PROBLEM DETAILS:
Retype every record that follows, character for character.

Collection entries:

//! Serialize periods with serde as their canonical string, e.g. "P1Y2M3W4D".
//!
//! ```
//! use periodfmt::period::Period;
//!
//! #[derive(serde::Serialize)]
//! struct Schedule {
//!     every: Period,
//! }
//!
//! let s = serde_json::to_string(&Schedule { every: Period::new(0.0, 0.0, 2.0, 0.0) }).unwrap();
//! assert_eq!(s, r#"{"every":"P2W"}"#);
//! ```
use serde::ser;

use crate::period::Period;

impl ser::Serialize for Period {
    fn serialize<S>(&self, serializer: S) -> Result<S::Ok, S::Error>
    where
        S: ser::Serializer {
        serializer.collect_str(self)
    }
}
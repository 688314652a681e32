//! Configuration errors.

/// Errors that can occur while resolving a runner configuration.
#[derive(Debug, Clone, PartialEq, Eq, thiserror::Error)]
pub enum ConfigError {
  /// A numeric field was given a negative value.
  #[error("'{field}' must not be negative, got {value}")]
  Negative { field: &'static str, value: i64 },

  /// A numeric field does not fit the range of its resolved type.
  #[error("'{field}' is out of range: {value}")]
  OutOfRange { field: &'static str, value: i64 },
}
use std::path::{Path, PathBuf};

use anyhow::{Context, Result};
use clap::{Parser, Subcommand};
use tracing_subscriber::{EnvFilter, fmt, prelude::*};

use genesis_config::{RunnerConfig, RunnerConfigDef};
use genesis_runner::TaskRunner;

/// Genesis - a configurable async task runner
#[derive(Parser)]
#[command(name = "genesis")]
#[command(version, about, long_about = None)]
struct Cli {
  #[command(subcommand)]
  command: Option<Commands>,
}

#[derive(Subcommand)]
enum Commands {
  /// Run the default unit of work and print each result as JSON
  Run {
    /// Path to a runner config file (JSON)
    #[arg(long)]
    config: Option<PathBuf>,

    /// Enable diagnostic logging around each run
    #[arg(long)]
    verbose: bool,

    /// Number of sequential runs on the same runner
    #[arg(long, default_value_t = 1)]
    count: u32,
  },
}

fn main() -> Result<()> {
  let cli = Cli::parse();

  match cli.command {
    Some(Commands::Run {
      config,
      verbose,
      count,
    }) => {
      run(config, verbose, count)?;
    }
    None => {
      println!("genesis - use --help to see available commands");
    }
  }

  Ok(())
}

fn run(config_file: Option<PathBuf>, verbose: bool, count: u32) -> Result<()> {
  let rt = tokio::runtime::Runtime::new()?;
  rt.block_on(async { run_async(config_file, verbose, count).await })
}

async fn run_async(config_file: Option<PathBuf>, verbose: bool, count: u32) -> Result<()> {
  let mut def = match &config_file {
    Some(path) => load_config_def(path).await?,
    None => RunnerConfigDef::default(),
  };

  if verbose {
    def = def.with_verbose(true);
  }

  let config = def.resolve().context("invalid runner configuration")?;
  init_tracing(&config);

  let runner = TaskRunner::new(config);

  for _ in 0..count {
    let result = runner.run().await;
    println!("{}", serde_json::to_string_pretty(&result)?);
  }

  tracing::debug!(completed_runs = runner.completed_runs(), "all runs finished");

  Ok(())
}

async fn load_config_def(path: &Path) -> Result<RunnerConfigDef> {
  let content = tokio::fs::read_to_string(path)
    .await
    .with_context(|| format!("failed to read config file: {}", path.display()))?;

  serde_json::from_str(&content)
    .with_context(|| format!("failed to parse config file: {}", path.display()))
}

fn init_tracing(config: &RunnerConfig) {
  let default_level = if config.verbose() { "info" } else { "warn" };
  let env_filter =
    EnvFilter::try_from_default_env().unwrap_or_else(|_| EnvFilter::new(default_level));

  tracing_subscriber::registry()
    .with(fmt::layer().with_writer(std::io::stderr))
    .with(env_filter)
    .init();
}
//! Task running for genesis.
//!
//! This crate provides the [`TaskRunner`], which wraps a pluggable
//! [`UnitOfWork`] with configuration, timing and uniform result reporting.
//! Every call to [`TaskRunner::run`] yields a [`RunResult`]; failures of the
//! unit of work are reported through the envelope and never propagate to the
//! caller.

mod error;
mod result;
mod runner;
mod work;

pub use error::{UNKNOWN_ERROR, WorkFailure};
pub use result::{RunResult, SUCCESS_MESSAGE};
pub use runner::TaskRunner;
pub use work::{
  COMPLETED_STATUS, DEFAULT_DELAY, SimulatedOutput, SimulatedWork, UnitOfWork, WorkContext, WorkFn,
  work_fn,
};
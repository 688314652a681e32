//! Genesis Config
//!
//! This crate contains the configuration types for the genesis task runner.
//!
//! A [`RunnerConfigDef`] is the partial, serializable form: every field is
//! optional and may come from a JSON file or be built in code. Resolving it
//! produces a [`RunnerConfig`], which carries the effective values and is
//! never mutated afterwards.

mod error;
mod runner;

pub use error::ConfigError;
pub use runner::{DEFAULT_MAX_RETRIES, DEFAULT_TIMEOUT_MS, RunnerConfig, RunnerConfigDef};
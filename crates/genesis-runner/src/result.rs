//! Run result envelope.

use chrono::{DateTime, Utc};
use serde::{Deserialize, Serialize};

use crate::error::WorkFailure;

/// Message attached to every successful run.
pub const SUCCESS_MESSAGE: &str = "Processing completed successfully";

/// Result of a single [`TaskRunner::run`](crate::TaskRunner::run) call.
#[derive(Debug, Clone, PartialEq, Serialize, Deserialize)]
pub struct RunResult<T> {
  /// Whether the unit of work completed without failure.
  pub success: bool,
  /// Output of the unit of work. Only present on success.
  #[serde(default, skip_serializing_if = "Option::is_none")]
  pub data: Option<T>,
  /// Human-readable outcome summary.
  pub message: String,
  /// When this result was produced.
  pub timestamp: DateTime<Utc>,
}

impl<T> RunResult<T> {
  pub(crate) fn completed(data: T) -> Self {
    Self {
      success: true,
      data: Some(data),
      message: SUCCESS_MESSAGE.to_string(),
      timestamp: Utc::now(),
    }
  }

  pub(crate) fn failed(failure: &WorkFailure) -> Self {
    Self {
      success: false,
      data: None,
      message: failure.message().to_string(),
      timestamp: Utc::now(),
    }
  }

  /// Convert into a `Result`, yielding the payload on success and a
  /// [`WorkFailure`] carrying the message otherwise.
  pub fn into_result(self) -> Result<T, WorkFailure> {
    match (self.success, self.data) {
      (true, Some(data)) => Ok(data),
      _ => Err(WorkFailure::new(self.message)),
    }
  }
}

TASK RESULT:
//! Serialize periods with serde as their canonical string, e.g. "P1Y2M3W4D".
//!
//! ```
//! use periodfmt::period::Period;
//!
//! #[derive(serde::Serialize)]
//! struct Schedule {
//!     every: Period,
//! }
//!
//! let s = serde_json::to_string(&Schedule { every: Period::new(0.0, 0.0, 2.0, 0.0) }).unwrap();
//! assert_eq!(s, r#"{"every":"P2W"}"#);
//! ```
use serde::ser;

use crate::period::Period;

impl ser::Serialize for Period {
    fn serialize<S>(&self, serializer: S) -> Result<S::Ok, S::Error>
    where
        S: ser::Serializer {
        serializer.collect_str(self)
    }
}
repository 688314652a681e32
//! Configuration errors.

/// Errors that can occur while resolving a runner configuration.
#[derive(Debug, Clone, PartialEq, Eq, thiserror::Error)]
pub enum ConfigError {
  /// A numeric field was given a negative value.
  #[error("'{field}' must not be negative, got {value}")]
  Negative { field: &'static str, value: i64 },

  /// A numeric field does not fit the range of its resolved type.
  #[error("'{field}' is out of range: {value}")]
  OutOfRange { field: &'static str, value: i64 },
}
use std::path::{Path, PathBuf};

use anyhow::{Context, Result};
use clap::{Parser, Subcommand};
use tracing_subscriber::{EnvFilter, fmt, prelude::*};

use genesis_config::{RunnerConfig, RunnerConfigDef};
use genesis_runner::TaskRunner;

/// Genesis - a configurable async task runner
#[derive(Parser)]
#[command(name = "genesis")]
#[command(version, about, long_about = None)]
struct Cli {
  #[command(subcommand)]
  command: Option<Commands>,
}

#[derive(Subcommand)]
enum Commands {
  /// Run the default unit of work and print each result as JSON
  Run {
    /// Path to a runner config file (JSON)
    #[arg(long)]
    config: Option<PathBuf>,

    /// Enable diagnostic logging around each run
    #[arg(long)]
    verbose: bool,

    /// Number of sequential runs on the same runner
    #[arg(long, default_value_t = 1)]
    count: u32,
  },
}

fn main() -> Result<()> {
  let cli = Cli::parse();

  match cli.command {
    Some(Commands::Run {
      config,
      verbose,
      count,
    }) => {
      run(config, verbose, count)?;
    }
    None => {
      println!("genesis - use --help to see available commands");
    }
  }

  Ok(())
}

fn run(config_file: Option<PathBuf>, verbose: bool, count: u32) -> Result<()> {
  let rt = tokio::runtime::Runtime::new()?;
  rt.block_on(async { run_async(config_file, verbose, count).await })
}

async fn run_async(config_file: Option<PathBuf>, verbose: bool, count: u32) -> Result<()> {
  let mut def = match &config_file {
    Some(path) => load_config_def(path).await?,
    None => RunnerConfigDef::default(),
  };

  if verbose {
    def = def.with_verbose(true);
  }

  let config = def.resolve().context("invalid runner configuration")?;
  init_tracing(&config);

  let runner = TaskRunner::new(config);

  for _ in 0..count {
    let result = runner.run().await;
    println!("{}", serde_json::to_string_pretty(&result)?);
  }

  tracing::debug!(completed_runs = runner.completed_runs(), "all runs finished");

  Ok(())
}

async fn load_config_def(path: &Path) -> Result<RunnerConfigDef> {
  let content = tokio::fs::read_to_string(path)
    .await
    .with_context(|| format!("failed to read config file: {}", path.display()))?;

  serde_json::from_str(&content)
    .with_context(|| format!("failed to parse config file: {}", path.display()))
}

fn init_tracing(config: &RunnerConfig) {
  let default_level = if config.verbose() { "info" } else { "warn" };
  let env_filter =
    EnvFilter::try_from_default_env().unwrap_or_else(|_| EnvFilter::new(default_level));

  tracing_subscriber::registry()
    .with(fmt::layer().with_writer(std::io::stderr))
    .with(env_filter)
    .init();
}
//! Task running for genesis.
//!
//! This crate provides the [`TaskRunner`], which wraps a pluggable
//! [`UnitOfWork`] with configuration, timing and uniform result reporting.
//! Every call to [`TaskRunner::run`] yields a [`RunResult`]; failures of the
//! unit of work are reported through the envelope and never propagate to the
//! caller.

mod error;
mod result;
mod runner;
mod work;

pub use error::{UNKNOWN_ERROR, WorkFailure};
pub use result::{RunResult, SUCCESS_MESSAGE};
pub use runner::TaskRunner;
pub use work::{
  COMPLETED_STATUS, DEFAULT_DELAY, SimulatedOutput, SimulatedWork, UnitOfWork, WorkContext, WorkFn,
  work_fn,
};
repository 688314652a681e32
//! Genesis Config
//!
//! This crate contains the configuration types for the genesis task runner.
//!
//! A [`RunnerConfigDef`] is the partial, serializable form: every field is
//! optional and may come from a JSON file or be built in code. Resolving it
//! produces a [`RunnerConfig`], which carries the effective values and is
//! never mutated afterwards.

mod error;
mod runner;

pub use error::ConfigError;
pub use runner::{DEFAULT_MAX_RETRIES, DEFAULT_TIMEOUT_MS, RunnerConfig, RunnerConfigDef};
filename crates/genesis-runner/src/result.rs
//! Run result envelope.

use chrono::{DateTime, Utc};
use serde::{Deserialize, Serialize};

use crate::error::WorkFailure;

/// Message attached to every successful run.
pub const SUCCESS_MESSAGE: &str = "Processing completed successfully";

/// Result of a single [`TaskRunner::run`](crate::TaskRunner::run) call.
#[derive(Debug, Clone, PartialEq, Serialize, Deserialize)]
pub struct RunResult<T> {
  /// Whether the unit of work completed without failure.
  pub success: bool,
  /// Output of the unit of work. Only present on success.
  #[serde(default, skip_serializing_if = "Option::is_none")]
  pub data: Option<T>,
  /// Human-readable outcome summary.
  pub message: String,
  /// When this result was produced.
  pub timestamp: DateTime<Utc>,
}

impl<T> RunResult<T> {
  pub(crate) fn completed(data: T) -> Self {
    Self {
      success: true,
      data: Some(data),
      message: SUCCESS_MESSAGE.to_string(),
      timestamp: Utc::now(),
    }
  }

  pub(crate) fn failed(failure: &WorkFailure) -> Self {
    Self {
      success: false,
      data: None,
      message: failure.message().to_string(),
      timestamp: Utc::now(),
    }
  }

  /// Convert into a `Result`, yielding the payload on success and a
  /// [`WorkFailure`] carrying the message otherwise.
  pub fn into_result(self) -> Result<T, WorkFailure> {
    match (self.success, self.data) {
      (true, Some(data)) => Ok(data),
      _ => Err(WorkFailure::new(self.message)),
    }
  }
}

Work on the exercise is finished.